None of those things happen. As Dylan continues his inquisition, Norman says, “Stop trying to confuse me, and stop meddling with the truth!” Because Norman knows deep down that his “truth” is so carefully constructed that Dylan can’t be a part of it, that it’s only built for two. Norman tells Dylan that he knows he cares about him, but he needs to leave soon. I’m screaming the same thing at my television — LEAVE, DYLAN, LEAVE! — while also desperately hoping that he’ll stay and help, the one person who can.
Indeed, Dylan moves closer and tells Norman that he just really wants to help him get better: “You need to trust me, please. I’m your brother and I love you.” He gives Norman the pills that he got and begs him to take one in front of him. And bless his heart, Norman looks like he wants to. But Norman Bates’ mind is not a matter of simple wants. He goes over to the sink to get water, and we hear Freddie Highmore say this sequence of phrases as Dylan looks on in confusion: “Please stay out of this, Mother.” Pause. “I just want to talk to him, Norman.”
There’s a slow, suggestive turnaround from the sink — you know the one. As Mother speaks these words through Norman’s mouth, my heart aches for how painful they are to both of Norma’s sons: “Dylan. Dylan, I know you mean well because you’ve always meant well. And you may not believe me, but I am so proud of you. I love you. Unfortunately, I can only ever be a real mother to one person. And so, even though I love you so very much, and this pains me… you’re getting in the way.”

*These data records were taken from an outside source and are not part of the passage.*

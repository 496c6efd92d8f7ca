//! User system for Gatehouse
//!
//! Domain user records, their minimized view-model for presentation code, and
//! an in-memory directory the session store resolves users through.

pub mod directory;
pub mod errors;
pub mod types;

pub use directory::{UserDirectory, UserLookup};
pub use errors::UserError;
pub use types::*;
//!
//! Gatehouse: session-cookie resolution and user presence for server-rendered
//! web applications.
//!
//! ## Core Concepts
//!
//! * **Session resolution (`session::SessionResolver`)**: reads the session cookie on an
//!   inbound request, asks a `session::SessionValidator` about the token, and produces the
//!   `session::LayoutData` handed to the rendering layer: `{ user: { id, username,
//!   isAuthenticated } | null }`. Missing or stale sessions are ordinary anonymous requests,
//!   not errors.
//! * **Session storage (`session::SessionStore`)**: an in-memory validator that stores
//!   hashed session ids with sliding expiration.
//! * **Users (`user::User`, `user::UserView`)**: the full domain record and its minimized
//!   projection. Only `id` and `username` ever cross into the view.
//! * **Presence (`presence::PresenceStore`)**: an observable holder of the client-side user
//!   view-model, with merge-update, clear, and ordered synchronous broadcast to subscribers.
//! * **Configuration (`config`)**: database settings from the environment and session
//!   lifetime settings.

pub mod clock;
pub mod config;
pub mod constants;
pub mod presence;
pub mod session;
pub mod user;

pub use clock::{Clock, SystemClock};
#[cfg(any(test, feature = "testing"))]
pub use clock::FixedClock;
pub use presence::{Presence, PresenceStore, UserData, UserPatch};
pub use session::{LayoutData, SessionResolver, SessionStore, SessionValidator};
pub use user::{User, UserDirectory, UserView};

/// Result type used throughout the Gatehouse library.
pub type Result<T> = std::result::Result<T, Error>;

/// Common error type for the Gatehouse library.
#[derive(Debug, thiserror::Error)]
pub enum Error {
    /// Structured session errors from the session module
    #[error(transparent)]
    Session(session::SessionError),

    /// Structured user errors from the user module
    #[error(transparent)]
    User(user::UserError),

    /// Structured configuration errors from the config module
    #[error(transparent)]
    Config(config::ConfigError),
}

impl Error {
    /// Get the originating module for this error.
    pub fn module(&self) -> &'static str {
        match self {
            Error::Session(_) => "session",
            Error::User(_) => "user",
            Error::Config(_) => "config",
        }
    }

    /// Check if this error indicates a resource was not found.
    pub fn is_not_found(&self) -> bool {
        match self {
            Error::Session(session_err) => session_err.is_not_found(),
            Error::User(user_err) => user_err.is_not_found(),
            _ => false,
        }
    }

    /// Check if this error came from an unreachable or failing backend.
    pub fn is_backend_error(&self) -> bool {
        match self {
            Error::Session(session_err) => session_err.is_backend_error(),
            _ => false,
        }
    }

    /// Check if this error is configuration-related.
    pub fn is_config_error(&self) -> bool {
        matches!(self, Error::Config(_))
    }
}
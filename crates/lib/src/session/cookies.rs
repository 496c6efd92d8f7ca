//! Read-only access to a request's cookies.

use std::collections::HashMap;

use tower_cookies::{Cookie, Cookies};

/// Cookie accessor bound to a single request.
pub trait CookieSource {
    /// Value of the named cookie, if the request carries it.
    fn cookie(&self, name: &str) -> Option<String>;
}

impl CookieSource for Cookies {
    fn cookie(&self, name: &str) -> Option<String> {
        self.get(name).map(|c| c.value().to_string())
    }
}

/// Cookies parsed from a raw `Cookie` header.
///
/// When a name repeats, the first occurrence wins, matching how browsers
/// order the more specific cookie first.
#[derive(Debug, Clone, Default, PartialEq, Eq)]
pub struct RequestCookies {
    values: HashMap<String, String>,
}

impl RequestCookies {
    pub fn new() -> Self {
        Self::default()
    }

    /// Parse a `Cookie` request header. Malformed pairs are skipped.
    pub fn parse(header: &str) -> Self {
        let mut values = HashMap::new();
        for cookie in Cookie::split_parse(header).flatten() {
            values
                .entry(cookie.name().to_string())
                .or_insert_with(|| cookie.value().to_string());
        }
        Self { values }
    }

    pub fn with(mut self, name: impl Into<String>, value: impl Into<String>) -> Self {
        self.values.insert(name.into(), value.into());
        self
    }

    pub fn len(&self) -> usize {
        self.values.len()
    }

    pub fn is_empty(&self) -> bool {
        self.values.is_empty()
    }
}

impl CookieSource for RequestCookies {
    fn cookie(&self, name: &str) -> Option<String> {
        self.values.get(name).cloned()
    }
}

impl CookieSource for HashMap<String, String> {
    fn cookie(&self, name: &str) -> Option<String> {
        self.get(name).cloned()
    }
}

And then that she-devil KNOCKS DYLAN OUT WITH THE GLASS! I saw red. And then I saw Norman come out of nowhere and knock Mother to the ground just as she grabbed a knife to finish the job. And what does Dylan see? From his bloody vantage point on the ground, he sees Norman writhing around on the table wrestling a knife from… himself. Y’all it is lunacy; it is camp; it is heartbreaking; it is… Bates Motel.
Norman wrestles down Mother — if not actually physically, he tamps her down mentally. As Dylan stares on clutching his head, Norman strides to the phone and dials 911: “I’d like to report a murder.” What’s that now? “My name is Norman Bates. And I killed Sam Loomis.”
Bates & Pieces:
- The final rows of my notes are just pure capslock mayhem. I guess it makes sense that the shower scene got flipped on its head, and so would the way in which Norman ends up in police custody. But everything still feels crazy… and I still trust this series entirely.
- “I hope I remember where I put the Luminol.” Lots of fun little callbacks to previous bits that are now making sense to Norman as he sees the truth of the lie he’s been living with Mother. Poor Norman.
- Between Dylan breaking down in sobs after spotting Norma’s dressing gown, Norman laying her to temporarily rest in the woods, and Romero’s ongoing quest… the grieving for Norma Bates is endless. It makes sense for a woman who was so much larger than the life she led.
- The logistics of Norman sitting in that coffee shop talking to Dr. Edwards… discuss. Also, WHAT HAPPENED TO DR. EDWARDS???